To address these issues, we introduced the Unidirectional Topic Operator (UTO). This new implementation maintains full backwards compatibility while streamlining the reconciliation process. The UTO reconciles topic changes in only one direction: from Kubernetes to Kafka.

Introduction

Apache Kafka has emerged as a powerful and versatile platform for handling real-time data streams. It’s used by organizations worldwide to ingest, process, and analyze data in a scalable and fault-tolerant manner.

However, managing Kafka topics efficiently has often been a challenging task for administrators. These challenges might arise when creating topics, adjusting configurations, and ensuring consistency across the cluster, all while handling evolving requirements. Traditionally, these tasks have been performed manually, often leading to errors, inconsistencies, and operational overhead.

This is where the Strimzi Topic Operator comes into play. It introduces a declarative approach to Kafka topic management, focusing on the “what” rather than the “how”. In a declarative model, administrators define the desired state of topics, specifying high-level characteristics and requirements using the KafkaTopic custom resource, while leaving the intricate details to the operator itself. This shift in perspective not only simplifies the management process but also ensures that the desired configuration is maintained consistently across the Kafka cluster.

Fig 1. Topic Operator interactions.

You use KafkaTopic custom resources to declare how you want your Kafka topics to be configured and managed.

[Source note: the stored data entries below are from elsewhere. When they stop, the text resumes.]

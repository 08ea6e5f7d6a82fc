//! 2D lines in homogeneous form

use nalgebra::{Point2, Vector3};

/// A 2D line `a*x + b*y + c = 0`, stored as homogeneous coefficients.
///
/// Lines are treated projectively: any nonzero scaling of the coefficients
/// describes the same line, so no normalization is performed on construction.
#[derive(Debug, Clone, Copy, PartialEq)]
pub struct Line2 {
    coeffs: Vector3<f64>,
}

impl Line2 {
    /// Create a line from its coefficients `(a, b, c)`.
    pub fn new(a: f64, b: f64, c: f64) -> Self {
        Self {
            coeffs: Vector3::new(a, b, c),
        }
    }

    /// Create a line from a homogeneous coefficient vector.
    pub fn from_homogeneous(coeffs: Vector3<f64>) -> Self {
        Self { coeffs }
    }

    /// The line through two points, as the cross product of their
    /// homogeneous coordinates.
    pub fn through(p: &Point2<f64>, q: &Point2<f64>) -> Self {
        let hp = Vector3::new(p.x, p.y, 1.0);
        let hq = Vector3::new(q.x, q.y, 1.0);
        Self {
            coeffs: hp.cross(&hq),
        }
    }

    /// Homogeneous coefficients `(a, b, c)`.
    pub fn coeffs(&self) -> Vector3<f64> {
        self.coeffs
    }

    /// Unsigned perpendicular distance from a point to the line.
    ///
    /// A degenerate line (`a = b = 0`) has no finite distance to any point;
    /// the division then yields infinity, which downstream tolerance checks
    /// reject naturally.
    pub fn distance(&self, p: &Point2<f64>) -> f64 {
        let num = (self.coeffs.x * p.x + self.coeffs.y * p.y + self.coeffs.z).abs();
        num / self.coeffs.xy().norm()
    }

    /// Intersection of two lines, or `None` if they are parallel
    /// (the homogeneous intersection lies at infinity).
    pub fn intersection(&self, other: &Line2) -> Option<Point2<f64>> {
        let h = self.coeffs.cross(&other.coeffs);
        // Relative test: the w component vanishes for parallel lines at any
        // coefficient scale.
        if h.z.abs() <= 1e-12 * self.coeffs.norm() * other.coeffs.norm() {
            return None;
        }
        Some(Point2::new(h.x / h.z, h.y / h.z))
    }
}

#[cfg(test)]
mod tests {
    use super::*;
    use approx::assert_abs_diff_eq;

    #[test]
    fn test_line_through_points() {
        // Horizontal line y = 2
        let line = Line2::through(&Point2::new(0.0, 2.0), &Point2::new(10.0, 2.0));
        assert_abs_diff_eq!(line.distance(&Point2::new(5.0, 2.0)), 0.0, epsilon = 1e-12);
        assert_abs_diff_eq!(line.distance(&Point2::new(5.0, 7.0)), 5.0, epsilon = 1e-12);
    }

    #[test]
    fn test_distance_is_unsigned() {
        let line = Line2::new(0.0, 1.0, -2.0); // y = 2
        assert_abs_diff_eq!(line.distance(&Point2::new(0.0, 5.0)), 3.0, epsilon = 1e-12);
        assert_abs_diff_eq!(line.distance(&Point2::new(0.0, -1.0)), 3.0, epsilon = 1e-12);
    }

    #[test]
    fn test_distance_unaffected_by_scaling() {
        let line = Line2::new(3.0, 4.0, -10.0);
        let scaled = Line2::new(30.0, 40.0, -100.0);
        let p = Point2::new(7.0, -1.0);
        assert_abs_diff_eq!(line.distance(&p), scaled.distance(&p), epsilon = 1e-12);
    }

    #[test]
    fn test_intersection() {
        let horizontal = Line2::through(&Point2::new(0.0, 3.0), &Point2::new(1.0, 3.0));
        let vertical = Line2::through(&Point2::new(4.0, 0.0), &Point2::new(4.0, 1.0));
        let p = horizontal.intersection(&vertical).unwrap();
        assert_abs_diff_eq!(p.x, 4.0, epsilon = 1e-12);
        assert_abs_diff_eq!(p.y, 3.0, epsilon = 1e-12);
    }

    #[test]
    fn test_parallel_lines_do_not_intersect() {
        let l1 = Line2::new(0.0, 1.0, -2.0);
        let l2 = Line2::new(0.0, 2.0, 6.0);
        assert!(l1.intersection(&l2).is_none());
    }
}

Here’s how a Kafka topic is declared using this approach:

apiVersion: kafka.strimzi.io/v1beta2
kind: KafkaTopic
metadata:
  name: my-topic
  labels:
    strimzi.io/cluster: my-cluster
spec:
  partitions: 3
  replicas: 2
  config:
    retention.ms: 86400000

The requirement here is that a single KafkaTopic custom resource is used to manage a single topic in a single Kafka cluster. From the example above, you can see that the resource has a label strimzi.io/cluster with the name of the target Kafka cluster. The operator communicates with this cluster and ensures that the specified topic is created or updated according to the desired configuration. The Topic Operator can be deployed either as a standalone component or with your Kafka cluster by enabling the operator in the Kafka custom resource.

The BTO reconciles changes coming from both Kubernetes and Kafka using a three-way merge logic. In order to do this, it has to keep a persistent topic store, which is the source-of-truth used to determine the necessary changes for synchronization.

The UTO is fully backwards compatible and improves on scalability, but also provides support for Kafka clusters running in KRaft mode. As the UTO only reconciles topic events from Kubernetes to Kafka, KafkaTopic custom resources become the single source-of-truth. If the Kafka-side configuration is changed out-of-band (e.g. by using the Admin client, or Kafka shell scripts), those changes will eventually be reverted.

Topic maintenance

The UTO can detect cases where multiple KafkaTopic resources are attempting to manage a Kafka topic using the same .spec.topicName. Only the oldest resource is reconciled, while the other resource will fail with a ResourceConflict error.

This operator still does not support decreasing .spec.partitions and changing .spec.replicas. While the former is not supported by Kafka itself, support for the latter could be added in the future.

In addition to being able to pause reconciliations, the operator also provides a way to unmanage a Kafka topic using annotations. If the KafkaTopic is paused and we delete it, then it will be also deleted in Kafka. If the KafkaTopic is unmanaged and we delete it, then only the resource will be garbage collected by Kubernetes, but the topic will still exist in Kafka.

In terms of requirements, the UTO assumes the following access rights:

  • Describe all topics
  • Describe all topics configs
  • Create topics
  • Create partitions
  • Delete topics
  • List partition reassignments
  • Describe broker configs

Scalability

The BTO is limited in terms of scalability, as it only operates on one topic at a time, and it has to update a persistent store containing topic metadata. By contrast, the UTO does not store topic metadata and it aims to be scalable in terms of the number of topics that it can operate on.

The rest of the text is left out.